Autres titres: Une jeunesse islandaise / Oroi / Schmetterlinge im bauch /
Réal: Baldvin Zophoniasson
Année: 2010
Origine: Islande
Genre: Drame
Durée: 97mn
Acteurs: Atli Oskar Fjalarsson, Haraldur Stefansson, Ilva Holmes, Gisli Örn Garoärson, Maria Birta, Elias helgi Kofoed-Hansen, Birna Run Eiriksdottir, Vilhelm Por Neto, Kristin Peturdottur, Lilja Guorun Porsvaldottir, Porsteinn Bachmann, Olafur Asgeirsson, Saga Lif Frioriksdottir, Kristinn Agust Friofinsson...

Résumé: Lors d'un séjour linguistique à Manchester Gabriel, un jeune islandais de 16 ans, fait la connaissance de Markus, un adolescent rebelle qui le fascine. Lors d'une soirée bien arrosée ils s'embrassent. A son retour en Islande Gabriel a changé. Ses parents et sa meilleure amie Stella notent ce changement mais le jeune homme se renferme et passe le plus clair de son temps avec ses amis, à faire la fête et tenter de les aider, tous vivant des situations assez difficiles. Lorsque Markus réapparait dans la vie de Gabriel l'adolescent préfère le chasser de sa vie depuis la nuit où il l'a vu avec une fille. Une fête tragique en boite de nuit va bouleverser la vie de chacun et obligé Gabriel à faire un douloureux coming out...

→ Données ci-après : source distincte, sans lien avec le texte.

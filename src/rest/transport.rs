//! HTTP transports
//!
//! The client core only needs `send(request) -> response`; these traits are
//! the seam between request building/decoding and the network. Both the
//! async and the blocking transport must be safe for concurrent independent
//! calls.

use std::fmt;
use std::future::Future;

use base64::{engine::general_purpose::STANDARD as BASE64, Engine};
use log::debug;
use reqwest::header::{ACCEPT, AUTHORIZATION, CONTENT_TYPE};

use crate::config::{api, http};
use crate::error::Result;
use crate::rest::request::{HttpMethod, Request};
use crate::rest::response::Response;

const FORM_CONTENT_TYPE: &str = "application/x-www-form-urlencoded";

/// Async transport
pub trait Transport: Send + Sync {
    /// Send `request` to the fully resolved `url`
    fn send(
        &self,
        request: &Request,
        url: &str,
    ) -> impl Future<Output = Result<Response>> + Send;
}

/// Blocking transport
pub trait BlockingTransport: Send + Sync {
    /// Send `request` to the fully resolved `url`, blocking the calling thread
    fn send_blocking(&self, request: &Request, url: &str) -> Result<Response>;
}

/// HTTP basic credentials (account SID or API key, plus secret)
#[derive(Clone, PartialEq, Eq)]
pub struct Credentials {
    username: String,
    password: String,
}

impl Credentials {
    pub fn new(username: impl Into<String>, password: impl Into<String>) -> Self {
        Self {
            username: username.into(),
            password: password.into(),
        }
    }

    pub fn username(&self) -> &str {
        &self.username
    }

    /// Value of the `Authorization` header
    pub fn authorization_header(&self) -> String {
        let raw = format!("{}:{}", self.username, self.password);
        format!("Basic {}", BASE64.encode(raw.as_bytes()))
    }
}

impl fmt::Debug for Credentials {
    fn fmt(&self, f: &mut fmt::Formatter<'_>) -> fmt::Result {
        f.debug_struct("Credentials")
            .field("username", &self.username)
            .field("password", &"***")
            .finish()
    }
}

fn to_reqwest_method(method: HttpMethod) -> reqwest::Method {
    match method {
        HttpMethod::Get => reqwest::Method::GET,
        HttpMethod::Post => reqwest::Method::POST,
        HttpMethod::Delete => reqwest::Method::DELETE,
    }
}

/// Async transport backed by `reqwest::Client`
pub struct HttpTransport {
    client: reqwest::Client,
    credentials: Credentials,
}

impl HttpTransport {
    /// Create a transport with pooled, keep-alive connections
    pub fn new(credentials: Credentials) -> Self {
        let client = reqwest::Client::builder()
            .user_agent(api::USER_AGENT)
            .pool_max_idle_per_host(http::POOL_MAX_IDLE_PER_HOST)
            .pool_idle_timeout(http::POOL_IDLE_TIMEOUT)
            .tcp_keepalive(http::TCP_KEEPALIVE)
            .connect_timeout(http::CONNECT_TIMEOUT)
            .timeout(http::REQUEST_TIMEOUT)
            .build()
            .unwrap_or_else(|_| reqwest::Client::new());

        Self {
            client,
            credentials,
        }
    }
}

impl Transport for HttpTransport {
    async fn send(&self, request: &Request, url: &str) -> Result<Response> {
        debug!("{} {}", request.method, url);

        let mut builder = self
            .client
            .request(to_reqwest_method(request.method), url)
            .header(AUTHORIZATION, self.credentials.authorization_header())
            .header(ACCEPT, "application/json");
        if let Some(body) = request.body() {
            builder = builder.header(CONTENT_TYPE, FORM_CONTENT_TYPE).body(body);
        }

        let response = builder.send().await?;
        let status = response.status().as_u16();
        let body = response.text().await?;

        debug!("{} {} -> {} ({} bytes)", request.method, url, status, body.len());
        Ok(Response::new(status, body))
    }
}

/// Blocking transport backed by `reqwest::blocking::Client`
///
/// Must not be created or dropped inside an async runtime worker.
pub struct BlockingHttpTransport {
    client: reqwest::blocking::Client,
    credentials: Credentials,
}

impl BlockingHttpTransport {
    pub fn new(credentials: Credentials) -> Self {
        let client = reqwest::blocking::Client::builder()
            .user_agent(api::USER_AGENT)
            .pool_max_idle_per_host(http::POOL_MAX_IDLE_PER_HOST)
            .pool_idle_timeout(http::POOL_IDLE_TIMEOUT)
            .tcp_keepalive(http::TCP_KEEPALIVE)
            .connect_timeout(http::CONNECT_TIMEOUT)
            .timeout(http::REQUEST_TIMEOUT)
            .build()
            .unwrap_or_else(|_| reqwest::blocking::Client::new());

        Self {
            client,
            credentials,
        }
    }
}

impl BlockingTransport for BlockingHttpTransport {
    fn send_blocking(&self, request: &Request, url: &str) -> Result<Response> {
        debug!("{} {} (blocking)", request.method, url);

        let mut builder = self
            .client
            .request(to_reqwest_method(request.method), url)
            .header(AUTHORIZATION, self.credentials.authorization_header())
            .header(ACCEPT, "application/json");
        if let Some(body) = request.body() {
            builder = builder.header(CONTENT_TYPE, FORM_CONTENT_TYPE).body(body);
        }

        let response = builder.send()?;
        let status = response.status().as_u16();
        let body = response.text()?;

        debug!("{} {} -> {} ({} bytes)", request.method, url, status, body.len());
        Ok(Response::new(status, body))
    }
}

#[cfg(test)]
pub(crate) mod testing {
    //! In-memory transport replaying scripted responses

    use std::collections::VecDeque;
    use std::sync::Mutex;

    use super::*;
    use crate::error::TwilioError;

    /// A request as seen by the transport
    #[derive(Debug, Clone)]
    pub struct RecordedCall {
        pub request: Request,
        pub url: String,
    }

    #[derive(Default)]
    pub struct ScriptedTransport {
        responses: Mutex<VecDeque<Result<Response>>>,
        calls: Mutex<Vec<RecordedCall>>,
    }

    impl ScriptedTransport {
        pub fn new() -> Self {
            Self::default()
        }

        pub fn push(&self, status: u16, body: impl Into<String>) -> &Self {
            self.responses
                .lock()
                .unwrap()
                .push_back(Ok(Response::new(status, body)));
            self
        }

        pub fn push_json(&self, status: u16, body: serde_json::Value) -> &Self {
            self.push(status, body.to_string())
        }

        pub fn push_error(&self, err: TwilioError) -> &Self {
            self.responses.lock().unwrap().push_back(Err(err));
            self
        }

        pub fn calls(&self) -> Vec<RecordedCall> {
            self.calls.lock().unwrap().clone()
        }

        pub fn call_count(&self) -> usize {
            self.calls.lock().unwrap().len()
        }

        fn next(&self, request: &Request, url: &str) -> Result<Response> {
            self.calls.lock().unwrap().push(RecordedCall {
                request: request.clone(),
                url: url.to_string(),
            });
            self.responses
                .lock()
                .unwrap()
                .pop_front()
                .unwrap_or_else(|| Err(TwilioError::Connection("no scripted response".into())))
        }
    }

    impl Transport for ScriptedTransport {
        async fn send(&self, request: &Request, url: &str) -> Result<Response> {
            self.next(request, url)
        }
    }

    impl BlockingTransport for ScriptedTransport {
        fn send_blocking(&self, request: &Request, url: &str) -> Result<Response> {
            self.next(request, url)
        }
    }
}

Devenu en seulement quelques années un des réalisateurs les plus en vue du cinéma islandais, Baldvin Zophoniasson qui officie également sous le nom Baldvin Z débute sa carrière comme technicien freelance à la télévision de son pays avant de tourner un premier court-métrage en 2009. En 2010 il met en scène son tout premier, Oroi, plus connu sous son titre international Jitters (littéralement Troubles).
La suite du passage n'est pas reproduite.